Missing a conclusion that provides next steps, study limitations, consequences for the health and social sectors, required policies (social, health, education, social services).

Author Response

Please see the attachment

Author Response File: Author Response.pdf

Round 2

Reviewer 1 Report

Comments and Suggestions for Authors

This is a much improved manuscript and I’m looking forward to seeing this published. I have just a one concern:

• Statement in the abstract: “Unconscious bias training shows promise for challenging professional’s assumptions that Alcohol Related Brain Damage is self-inflicted” – Again, whilst the authors of toned this down, this statement in the abstract implies that there is evidence that unconscious bias training has been used to reduce stigma towards those with ARBD successfully, which it hasn’t (to my knowledge). It also implies that the authors may have found evidence to support this contention, or discussed it in quite some depth in the paper, which is not the case. The authors have added to their discussion a line that cites one 2018 (non-peer reviewed) report which is very hesitant about the benefits of unconscious bias training and does not discuss its benefits for reducing stigma related to ARBD or alcohol use in the absence of cognitive impairment. Here is the executive summary from the report:

UBT is effective for awareness raising by using an IAT (followed by a debrief) or more advanced training designs such as interactive workshops. UBT can be effective for reducing implicit bias, but it is unlikely to eliminate it. UBT interventions are not generally designed to reduce explicit bias and those that do aim to do so have yielded mixed results. Using the IAT and educating participants on unconscious bias theory is likely to increase awareness of and reduce implicit bias. The evidence for UBT’s ability effectively to change behaviour is limited. Most of the evidence reviewed did not use valid measures of behaviour change. There is potential for back-firing effects when UBT participants are exposed to information that suggests stereotypes and biases are unchangeable. Evidence from the perspective of the subjects of bias, such as those with protected characteristics, is limited. This evidence could provide additional information on potential back-firing effects.

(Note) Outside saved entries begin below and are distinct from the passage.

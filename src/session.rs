use serde::Serialize;

use crate::config::Config;
use crate::drawing::{ConnectionDrawing, DrawOutcome};
use crate::editing::{EditRequest, EditingCoordinator};
use crate::error::{ConnectionRejection, ModelError};
use crate::geometry::{BoundingBox, Position, distance_to_segment};
use crate::history::{CommandHistory, EditCommand};
use crate::model::{
    Connection, ConnectionId, ConnectionRegistry, Diagram, Node, NodeId, NodeKind, NodePatch,
    NodeRegistry, PortDirection, PortId, PortRegistry, build_ports,
};
use crate::routing::{RoutingOptions, calculate_orthogonal_path};
use crate::viewport::Viewport;

/// A connection with its endpoints resolved and its route computed, ready to draw.
#[derive(Debug, Clone, PartialEq, Serialize)]
#[serde(rename_all = "camelCase")]
pub struct RoutedConnection {
    pub id: ConnectionId,
    pub from_port_id: PortId,
    pub to_port_id: PortId,
    pub selected: bool,
    pub points: Vec<Position>,
}

/// Where to draw a port anchor and whether to show it as wired.
#[derive(Debug, Clone, PartialEq, Serialize)]
#[serde(rename_all = "camelCase")]
pub struct PortAnchor {
    pub port_id: PortId,
    pub node_id: NodeId,
    pub direction: PortDirection,
    pub position: Position,
    pub connected: bool,
}

/// One open diagram: the registries plus every interaction that edits them.
#[derive(Debug, Clone)]
pub struct DiagramSession {
    config: Config,
    diagram: Diagram,
    drawing: ConnectionDrawing,
    history: CommandHistory,
    editing: EditingCoordinator,
    viewport: Viewport,
    next_node: u64,
    next_connection: u64,
}

impl Default for DiagramSession {
    fn default() -> Self {
        Self::new(Config::default())
    }
}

This is a good study, the authors don’t need to make conclusions that go beyond the data. This statement is simply misleading and unnecessary. The only way something like this could be included in the abstract for this paper would be to say something to the effect of: “One potential way of reducing the stigma associated with ARBD may be unconscious bias training, although this has not been evaluated for this purpose”… which just seems odd and speculative. If the sentence were removed, the abstract would read well (the final sentence included).

• Minor: on page 3, line 110, there is a spelling mistake: “3tigmatization from others”

Author Response

Thank you for these comments we have removed the sentence referring to unconscious bias training from the abstract completely and have corrected the spelling mistake.

Reviewer 2 Report

Comments and Suggestions for Authors

Dear authors,

I accept your review. But, I would like to share two comments.

- The subject of study could be clarified: Is the stigma? Is the perception on another group's stigma? Is the influence of the professionals' stigma in the patients' pathways in health&care systems?

- The methodology should be identified: Is a case study? Is an ethnography? Is descriptive or comparative?

 

Good luck. I will like to follow your work in the future. The topic is relevant.

Author Response

Thank you for these further comments the paper relates to health and social care
professionals experiences of dealing with people with alcohol related brain damage, as stated in the title. These professionals report (in the results section) how, in their view, people with alcohol related brain damage are stigmatised both by society in general and by other health and social care professionals and how this effects entry into the health and social care system.

The methodology is also presented within the title: A qualitative interview study.